■ THE PROBLEM ■
Pick out all lines in the listing holding the string "info" and copy them.

■ EXERCISE MATERIAL ■
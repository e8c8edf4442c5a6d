// Aggregation of gap reports across sessions
use serde::{Deserialize, Serialize};
use std::collections::{BTreeMap, HashMap};
use std::fs;
use std::path::{Path, PathBuf};
use tracing::{debug, warn};

use crate::errors::Result;
use crate::session::gaps::{GapKind, GapReport, GAP_REPORT_PREFIX};

/// Gap analysis limits
#[derive(Debug, Clone, Serialize, Deserialize)]
pub struct AnalyzerConfig {
    /// How many missing terms to report
    pub top_terms: usize,
    /// Distinct example queries kept per gap kind
    pub queries_per_kind: usize,
}

impl Default for AnalyzerConfig {
    fn default() -> Self {
        Self {
            top_terms: 20,
            queries_per_kind: 10,
        }
    }
}

/// Aggregated view over all reports in a directory
#[derive(Debug, Clone, Default, Serialize, Deserialize)]
pub struct GapAnalysis {
    pub reports_read: usize,
    pub total_gaps: usize,
    pub by_kind: BTreeMap<GapKind, usize>,
    /// Most frequent detected terms among gaps, most frequent first
    pub missing_terms: Vec<(String, usize)>,
    pub example_queries: BTreeMap<GapKind, Vec<String>>,
}

/// Reads `gap_report_*.json` files and summarises them
pub struct GapAnalyzer {
    config: AnalyzerConfig,
}

impl GapAnalyzer {
    pub fn new() -> Self {
        Self {
            config: AnalyzerConfig::default(),
        }
    }

    pub fn with_config(config: AnalyzerConfig) -> Self {
        Self { config }
    }

    /// Report files under `dir`, sorted by name (oldest first)
    pub fn report_paths(dir: &Path) -> Result<Vec<PathBuf>> {
        if !dir.exists() {
            return Ok(Vec::new());
        }
        let mut paths: Vec<PathBuf> = fs::read_dir(dir)?
            .filter_map(|entry| entry.ok().map(|e| e.path()))
            .filter(|path| {
                path.file_name()
                    .and_then(|n| n.to_str())
                    .map(|n| n.starts_with(GAP_REPORT_PREFIX) && n.ends_with(".json"))
                    .unwrap_or(false)
            })
            .collect();
        paths.sort();
        Ok(paths)
    }

    /// Analyse every report in `dir`. Unreadable reports are skipped with a warning.
    pub fn analyze(&self, dir: &Path) -> Result<GapAnalysis> {
        let mut reports = Vec::new();
        for path in Self::report_paths(dir)? {
            let parsed = fs::read_to_string(&path)
                .map_err(|e| e.to_string())
                .and_then(|json| {
                    serde_json::from_str::<GapReport>(&json).map_err(|e| e.to_string())
                });
            match parsed {
                Ok(report) => reports.push(report),
                Err(e) => warn!(path = %path.display(), error = %e, "skipping gap report"),
            }
        }
        debug!(reports = reports.len(), "gap reports loaded");
        Ok(self.summarize(&reports))
    }

    /// Summarise already loaded reports
    pub fn summarize(&self, reports: &[GapReport]) -> GapAnalysis {
        let mut analysis = GapAnalysis {
            reports_read: reports.len(),
            ..Default::default()
        };
        let mut term_counts: HashMap<&str, usize> = HashMap::new();

        for gap in reports.iter().flat_map(|r| r.gaps.iter()) {
            analysis.total_gaps += 1;
            *analysis.by_kind.entry(gap.kind).or_insert(0) += 1;

            for term in &gap.detected_terms {
                *term_counts.entry(term.as_str()).or_insert(0) += 1;
            }

            let examples = analysis.example_queries.entry(gap.kind).or_default();
            if examples.len() < self.config.queries_per_kind && !examples.contains(&gap.query) {
                examples.push(gap.query.clone());
            }
        }

        let mut terms: Vec<(String, usize)> = term_counts
            .into_iter()
            .map(|(term, count)| (term.to_string(), count))
            .collect();
        terms.sort_by(|a, b| b.1.cmp(&a.1).then_with(|| a.0.cmp(&b.0)));
        terms.truncate(self.config.top_terms);
        analysis.missing_terms = terms;

        analysis
    }
}

impl Default for GapAnalyzer {
    fn default() -> Self {
        Self::new()
    }
}

#[cfg(test)]
mod tests {
    use super::*;
    use crate::session::gaps::GapTracker;
    use tempfile::TempDir;

    fn terms(list: &[&str]) -> Vec<String> {
        list.iter().map(|t| t.to_string()).collect()
    }

    #[test]
    fn test_missing_directory_is_empty() {
        let dir = TempDir::new().unwrap();
        let analysis = GapAnalyzer::new().analyze(&dir.path().join("nope")).unwrap();
        assert_eq!(analysis.total_gaps, 0);
        assert_eq!(analysis.reports_read, 0);
    }

    #[test]
    fn test_analyze_saved_report() {
        let dir = TempDir::new().unwrap();
        let mut tracker = GapTracker::new();
        tracker.record("cadence?", GapKind::NoCoverage, &terms(&["cadence"]));
        tracker.record("cadence?", GapKind::NoCoverage, &terms(&["cadence"]));
        tracker.record("V/V chord", GapKind::PartialCoverage, &terms(&["chord", "cadence"]));
        tracker.save_report(dir.path()).unwrap();
        fs::write(dir.path().join("gap_report_broken.json"), "{").unwrap();
        fs::write(dir.path().join("notes.json"), "{}").unwrap();

        let analysis = GapAnalyzer::new().analyze(dir.path()).unwrap();
        assert_eq!(analysis.reports_read, 1);
        assert_eq!(analysis.total_gaps, 3);
        assert_eq!(analysis.by_kind[&GapKind::NoCoverage], 2);
        assert_eq!(analysis.by_kind[&GapKind::PartialCoverage], 1);
        assert_eq!(analysis.missing_terms[0], ("cadence".to_string(), 3));
        // duplicate queries are listed once
        assert_eq!(analysis.example_queries[&GapKind::NoCoverage], vec!["cadence?"]);
    }

    #[test]
    fn test_limits_apply() {
        let mut tracker = GapTracker::new();
        for i in 0..5 {
            tracker.record(&format!("q{}", i), GapKind::NoCoverage, &terms(&[format!("t{}", i).as_str()]));
        }
        let analyzer = GapAnalyzer::with_config(AnalyzerConfig {
            top_terms: 2,
            queries_per_kind: 3,
        });
        let analysis = analyzer.summarize(&[tracker.report()]);
        assert_eq!(analysis.missing_terms.len(), 2);
        assert_eq!(analysis.example_queries[&GapKind::NoCoverage].len(), 3);
    }
}
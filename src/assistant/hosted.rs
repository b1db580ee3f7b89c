//! Hosted assistants API driver.
//!
//! Implements [`AssistantGateway`] against the assistants REST surface:
//! threads, thread messages, and runs. Requests carry bearer auth plus the
//! `OpenAI-Beta: assistants=v2` header the hosted API requires.

use serde_json::Value;

use super::{AssistantGateway, GatewayError, RunPollStatus};

const BETA_HEADER: (&str, &str) = ("OpenAI-Beta", "assistants=v2");

/// Driver for the hosted assistants REST API.
#[derive(Clone)]
pub struct HostedAssistantGateway {
    http: reqwest::Client,
    base_url: String,
}

impl std::fmt::Debug for HostedAssistantGateway {
    fn fmt(&self, f: &mut std::fmt::Formatter<'_>) -> std::fmt::Result {
        f.debug_struct("HostedAssistantGateway")
            .field("base_url", &self.base_url)
            .finish()
    }
}

impl HostedAssistantGateway {
    /// Create a new gateway against the given API base URL
    /// (e.g. `https://api.openai.com/v1`).
    #[must_use]
    pub fn new(base_url: impl Into<String>) -> Self {
        Self {
            http: reqwest::Client::new(),
            base_url: base_url.into(),
        }
    }

    fn url(&self, path: &str) -> String {
        format!("{}/{}", self.base_url.trim_end_matches('/'), path)
    }

    /// POST a JSON body and decode the JSON response.
    async fn post_json(
        &self,
        api_key: &str,
        path: &str,
        body: &Value,
    ) -> Result<Value, GatewayError> {
        let resp = self
            .http
            .post(self.url(path))
            .bearer_auth(api_key)
            .header(BETA_HEADER.0, BETA_HEADER.1)
            .json(body)
            .send()
            .await?;
        Self::decode(resp).await
    }

    /// GET and decode the JSON response.
    async fn get_json(&self, api_key: &str, path: &str) -> Result<Value, GatewayError> {
        let resp = self
            .http
            .get(self.url(path))
            .bearer_auth(api_key)
            .header(BETA_HEADER.0, BETA_HEADER.1)
            .send()
            .await?;
        Self::decode(resp).await
    }

    async fn decode(resp: reqwest::Response) -> Result<Value, GatewayError> {
        let status = resp.status();
        if !status.is_success() {
            let body = resp.text().await.unwrap_or_default();
            return Err(GatewayError::RemoteStatus {
                status: status.as_u16(),
                body,
            });
        }
        Ok(resp.json().await?)
    }

    fn require_id(v: &Value, what: &str) -> Result<String, GatewayError> {
        v.get("id")
            .and_then(Value::as_str)
            .map(ToString::to_string)
            .ok_or_else(|| GatewayError::MalformedResponse(format!("{what} response missing 'id'")))
    }
}

#[async_trait::async_trait]
impl AssistantGateway for HostedAssistantGateway {
    async fn create_thread(&self, api_key: &str) -> Result<String, GatewayError> {
        let v = self
            .post_json(api_key, "threads", &serde_json::json!({}))
            .await?;
        Self::require_id(&v, "thread")
    }

    async fn post_message(
        &self,
        api_key: &str,
        thread_id: &str,
        text: &str,
    ) -> Result<(), GatewayError> {
        let body = serde_json::json!({ "role": "user", "content": text });
        self.post_json(api_key, &format!("threads/{thread_id}/messages"), &body)
            .await?;
        Ok(())
    }

    async fn start_run(
        &self,
        api_key: &str,
        thread_id: &str,
        assistant_id: &str,
    ) -> Result<String, GatewayError> {
        let body = serde_json::json!({ "assistant_id": assistant_id });
        let v = self
            .post_json(api_key, &format!("threads/{thread_id}/runs"), &body)
            .await?;
        Self::require_id(&v, "run")
    }

    async fn poll_run(
        &self,
        api_key: &str,
        thread_id: &str,
        run_id: &str,
    ) -> Result<RunPollStatus, GatewayError> {
        let v = self
            .get_json(api_key, &format!("threads/{thread_id}/runs/{run_id}"))
            .await?;
        let status = v.get("status").and_then(Value::as_str).ok_or_else(|| {
            GatewayError::MalformedResponse("run response missing 'status'".to_string())
        })?;

        Ok(match status {
            "completed" => RunPollStatus::Completed,
            "failed" | "cancelled" | "expired" | "incomplete" => {
                // Prefer the remote error message when one is attached.
                let reason = v
                    .get("last_error")
                    .and_then(|e| e.get("message"))
                    .and_then(Value::as_str)
                    .map_or_else(|| format!("run {status}"), ToString::to_string);
                RunPollStatus::Failed { reason }
            }
            _ => RunPollStatus::InProgress,
        })
    }

    async fn cancel_run(
        &self,
        api_key: &str,
        thread_id: &str,
        run_id: &str,
    ) -> Result<(), GatewayError> {
        self.post_json(
            api_key,
            &format!("threads/{thread_id}/runs/{run_id}/cancel"),
            &serde_json::json!({}),
        )
        .await?;
        Ok(())
    }

    async fn latest_message(
        &self,
        api_key: &str,
        thread_id: &str,
    ) -> Result<String, GatewayError> {
        let v = self
            .get_json(api_key, &format!("threads/{thread_id}/messages"))
            .await?;

        // The listing is newest-first; the reply is data[0].content[0].text.value.
        v.get("data")
            .and_then(|d| d.get(0))
            .and_then(|m| m.get("content"))
            .and_then(|c| c.get(0))
            .and_then(|p| p.get("text"))
            .and_then(|t| t.get("value"))
            .and_then(Value::as_str)
            .map(ToString::to_string)
            .ok_or_else(|| {
                GatewayError::MalformedResponse(
                    "message listing missing 'data[0].content[0].text.value'".to_string(),
                )
            })
    }
}

#[cfg(test)]
mod tests {
    use super::*;

    #[test]
    fn test_url_building_trims_trailing_slash() {
        let gw = HostedAssistantGateway::new("https://api.example.test/v1/");
        assert_eq!(
            gw.url("threads/t_1/runs"),
            "https://api.example.test/v1/threads/t_1/runs"
        );
    }
}
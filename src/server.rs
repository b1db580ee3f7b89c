//! HTTP server: router assembly and API handlers.

use axum::{
    Json, Router,
    extract::{Path, Query, State},
    http::StatusCode,
    response::{Html, IntoResponse},
    routing::{get, post},
};
use serde::{Deserialize, Serialize};
use std::sync::Arc;
use tower_http::cors::{Any, CorsLayer};
use tower_http::services::ServeDir;
use tower_http::trace::TraceLayer;
use tracing::info;

use crate::AppState;
use crate::config::AppConfig;
use crate::runs::RunOutcome;
use crate::widget;

/// Build the application router.
#[must_use]
pub fn build_router(state: AppState) -> Router {
    // The widget is embedded on customer pages, so every origin may call us.
    let cors = CorsLayer::new()
        .allow_origin(Any)
        .allow_methods(Any)
        .allow_headers(Any);

    Router::new()
        .route("/api/query", post(api_query))
        .route("/api/stop", post(api_stop))
        .route("/api/generate-script/{client_id}", get(api_generate_script))
        .route("/", get(index_handler))
        .nest_service("/static", ServeDir::new("static"))
        .layer(cors)
        .layer(TraceLayer::new_for_http())
        .with_state(state)
}

/// Start the Axum server with the provided configuration.
///
/// # Errors
///
/// Returns an error if the listen address cannot be bound.
pub async fn start_server(config: Arc<AppConfig>, state: AppState) -> anyhow::Result<()> {
    let app = build_router(state);

    let addr = format!("{}:{}", config.server.host, config.server.port);
    let listener = tokio::net::TcpListener::bind(&addr).await?;

    info!(
        name: "server.started",
        address = %addr,
        "Server started"
    );

    axum::serve(listener, app.into_make_service()).await?;
    Ok(())
}

// ─────────────────────────────────────────────────────────────────────────────
// API Handlers
// ─────────────────────────────────────────────────────────────────────────────

/// Request body for the query API.
#[derive(Debug, Deserialize)]
struct QueryRequest {
    /// Client identifier, resolved against the credential directory.
    client_id: String,
    /// The end-user's query text.
    query: String,
    /// Optional existing thread (continues the conversation).
    #[serde(default)]
    thread_id: Option<String>,
}

/// Response from the query API.
#[derive(Debug, Serialize)]
#[serde(untagged)]
enum QueryResponse {
    /// The assistant answered.
    Completed {
        response: String,
        thread_id: String,
        run_id: String,
    },
    /// A concurrent stop request won.
    Cancelled {
        status: &'static str,
        thread_id: String,
    },
}

/// POST /api/query - Answer one query end-to-end.
async fn api_query(
    State(state): State<AppState>,
    Json(req): Json<QueryRequest>,
) -> Result<Json<QueryResponse>, (StatusCode, String)> {
    let request_id = uuid::Uuid::new_v4().to_string();
    tracing::info!(
        request_id = %request_id,
        client_id = %req.client_id,
        thread_id = ?req.thread_id,
        query_length = req.query.len(),
        "Received query"
    );

    let Some(record) = state.directory.lookup(&req.client_id) else {
        return Err((StatusCode::NOT_FOUND, "Client ID not found".to_string()));
    };

    let internal = |e: crate::assistant::GatewayError| {
        tracing::error!(request_id = %request_id, error = %e, "Gateway call failed");
        (StatusCode::INTERNAL_SERVER_ERROR, e.to_string())
    };

    // Create or reuse the conversation thread. Failures up to and including
    // start_run never touch the registry; only a started run is tracked.
    let thread_id = match req.thread_id.as_deref() {
        Some(id) if !id.is_empty() => id.to_string(),
        _ => state
            .gateway
            .create_thread(&record.api_key)
            .await
            .map_err(internal)?,
    };

    state
        .gateway
        .post_message(&record.api_key, &thread_id, &req.query)
        .await
        .map_err(internal)?;

    let run_id = state
        .gateway
        .start_run(&record.api_key, &thread_id, &record.assistant_id)
        .await
        .map_err(internal)?;

    state.coordinator.register(&run_id, &thread_id);

    // The coordinator reaps the registry entry on every exit path.
    match state
        .coordinator
        .drive(&record.api_key, &run_id, &thread_id)
        .await
    {
        Ok(RunOutcome::Completed(response)) => Ok(Json(QueryResponse::Completed {
            response,
            thread_id,
            run_id,
        })),
        Ok(RunOutcome::Cancelled) => Ok(Json(QueryResponse::Cancelled {
            status: "cancelled",
            thread_id,
        })),
        Ok(RunOutcome::Failed(reason)) => Err((
            StatusCode::INTERNAL_SERVER_ERROR,
            format!("Assistant run failed: {reason}"),
        )),
        Err(e) => Err(internal(e)),
    }
}

/// Request body for the stop API.
#[derive(Debug, Deserialize)]
struct StopRequest {
    /// Run to cancel.
    run_id: String,
}

/// Response from the stop API.
#[derive(Debug, Serialize)]
struct StopResponse {
    status: &'static str,
}

/// POST /api/stop - Request cancellation of an in-flight run.
///
/// Fire-and-forget: acknowledges the request without waiting for the poll
/// loop to observe the flag.
async fn api_stop(
    State(state): State<AppState>,
    Json(req): Json<StopRequest>,
) -> Result<Json<StopResponse>, (StatusCode, String)> {
    if state.coordinator.registry().request_cancel(&req.run_id) {
        tracing::info!(run_id = %req.run_id, "Cancellation requested");
        Ok(Json(StopResponse { status: "stopping" }))
    } else {
        Err((
            StatusCode::NOT_FOUND,
            "Run not found or already completed".to_string(),
        ))
    }
}

/// Query parameters for script generation.
#[derive(Debug, Deserialize)]
struct GenerateScriptQuery {
    /// Widget brand color, `#rrggbb`.
    #[serde(default, alias = "primaryColor")]
    primary_color: Option<String>,
}

/// Response from the script generation API.
#[derive(Debug, Serialize)]
struct GenerateScriptResponse {
    script: String,
}

/// GET /api/generate-script/{client_id} - Generate the embeddable widget script.
async fn api_generate_script(
    State(state): State<AppState>,
    Path(client_id): Path<String>,
    Query(query): Query<GenerateScriptQuery>,
) -> Result<Json<GenerateScriptResponse>, (StatusCode, String)> {
    if state.directory.lookup(&client_id).is_none() {
        return Err((StatusCode::NOT_FOUND, "Client ID not found".to_string()));
    }

    let primary_color = query
        .primary_color
        .as_deref()
        .unwrap_or(widget::DEFAULT_PRIMARY_COLOR);

    Ok(Json(GenerateScriptResponse {
        script: widget::widget_script(&client_id, primary_color),
    }))
}

// ─────────────────────────────────────────────────────────────────────────────
// Demo page
// ─────────────────────────────────────────────────────────────────────────────

/// GET / - Demo page that loads the widget for a client.
///
/// Pass `?client_id=...` to pick the client; the page fetches the generated
/// script and injects it, exactly as a customer page would.
async fn index_handler() -> impl IntoResponse {
    Html(DEMO_PAGE)
}

const DEMO_PAGE: &str = r#"<!DOCTYPE html>
<html lang="en">
<head>
    <meta charset="utf-8">
    <meta name="viewport" content="width=device-width, initial-scale=1">
    <title>Assistant Relay - Widget Demo</title>
    <style>
        body {
            font-family: 'Inter', -apple-system, BlinkMacSystemFont, sans-serif;
            background: #f8f9fa;
            margin: 0;
            padding: 48px 16px;
        }
        .demo-shell { max-width: 640px; margin: 0 auto; }
        h1 { font-size: 20px; color: #111827; }
        p { color: #6b7280; font-size: 14px; }
        code { background: #eef0f2; padding: 2px 6px; border-radius: 4px; }
    </style>
</head>
<body>
    <div class="demo-shell">
        <h1>Assistant Relay widget demo</h1>
        <p>Append <code>?client_id=&lt;your-client-id&gt;</code> (and optionally
        <code>&amp;primary_color=%23rrggbb</code>) to load a client's widget below.</p>
        <div id="widget-slot"></div>
    </div>
    <script>
        (async () => {
            const params = new URLSearchParams(window.location.search);
            const clientId = params.get('client_id');
            if (!clientId) return;

            const color = params.get('primary_color');
            const url = '/api/generate-script/' + encodeURIComponent(clientId)
                + (color ? '?primary_color=' + encodeURIComponent(color) : '');

            const resp = await fetch(url);
            if (!resp.ok) {
                document.getElementById('widget-slot').textContent =
                    'Unknown client id: ' + clientId;
                return;
            }

            const data = await resp.json();
            const tag = document.createElement('script');
            tag.textContent = data.script;
            document.getElementById('widget-slot').appendChild(tag);
        })();
    </script>
</body>
</html>"#;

■ ANSWER SECTION ■
use tracing::info;
    info!(
    tracing::info!(
        tracing::info!(run_id = %req.run_id, "Cancellation requested");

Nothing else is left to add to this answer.